La manière Barrow d'Hélène Vachon

Comme je n’ai pas encore eu l’occasion de lire Attraction terrestre, je me suis rabattu sur ce dernier d’Hélène Vachon. J’ai eu la surprise de découvrir qu’elle y traitait un sujet rarement abordé avec autant de précisions ; l’univers d’un acteur qui fait du doublage. De prime abord, le sujet devait m’intéresser.

Cet acteur de 37 ans, Grégoire Barrow est extrêmement ambitieux.

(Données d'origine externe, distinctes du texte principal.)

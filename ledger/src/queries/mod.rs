//! Query functions grouped by table family.

mod catalog;
mod progress;
mod rewards;
mod users;

pub use catalog::CatalogQueries;
pub use progress::{AchievementQueries, ChallengeQueries, CheckinQueries, LessonQueries, TaskQueries};
pub use rewards::RewardQueries;
pub use users::UserQueries;

use crate::errors::{LedgerError, LedgerResult};

pub(crate) fn to_i64(value: u64, what: &str) -> LedgerResult<i64> {
    i64::try_from(value).map_err(|_| LedgerError::InvalidData(format!("{} out of range: {}", what, value)))
}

Il ne veut pas que percer et gagner sa vie dans ce milieu où l’on vit généralement pauvrement, il veut toucher l’Art théâtral avec un gigantesque A. La vie lui a donné une voix exceptionnelle (j’aurais aimé l’entendre), ce qui fait qu’il est réclamé pour doubler des commerciaux, des séries populaires et pour ses adaptations écrites. Il déteste exécuter ces tâches pour lesquelles on le paye pourtant bien. Sa compagne de vie tente de le raisonner, le ramener sur terre. Ne vous y trompez pas, Grégoire Barrow peut aller jusqu’à refuser des contrats lucratifs et saboter son travail pour jouer les rôles à la hauteur de ses rêves.

On pouvait s’en douter, un homme aussi rigide rencontrera des difficultés relationnelles. À commencer, avec sa conjointe oeuvrant dans le même milieu et par la suite avec un acteur qui apparaitra soudainement dans sa vie et s’y incrustera. Celui-ci débarquera chez Barrow un beau jour avec le simple désir de rencontrer celui qui double sa voix dans une très populaire série. Cette vedette d’ailleurs s’installera impunément dans le logement de Barrow, comme si c’était un droit. Le lecteur aura le loisir d’épier leur vie commune.

C’est à partir de là que progressivement j’ai débarqué du personnage de Barrow. J’ai buté sur le fait que cet être intransigeant s’accommode de cet intrus comme si de rien n’était. L’auteure a eu beau s’employer à illustrer qu’ils ont certains points communs, malgré la vulgarité de un et le sophistiqué de l’autre, je ne suis pas arrivé à jouer le jeu. Même d’apprendre peu à peu qu’ils sont tous les malheureux dans la vie, on pourrait aussi dire, inadaptés, ne m’a pas aidé.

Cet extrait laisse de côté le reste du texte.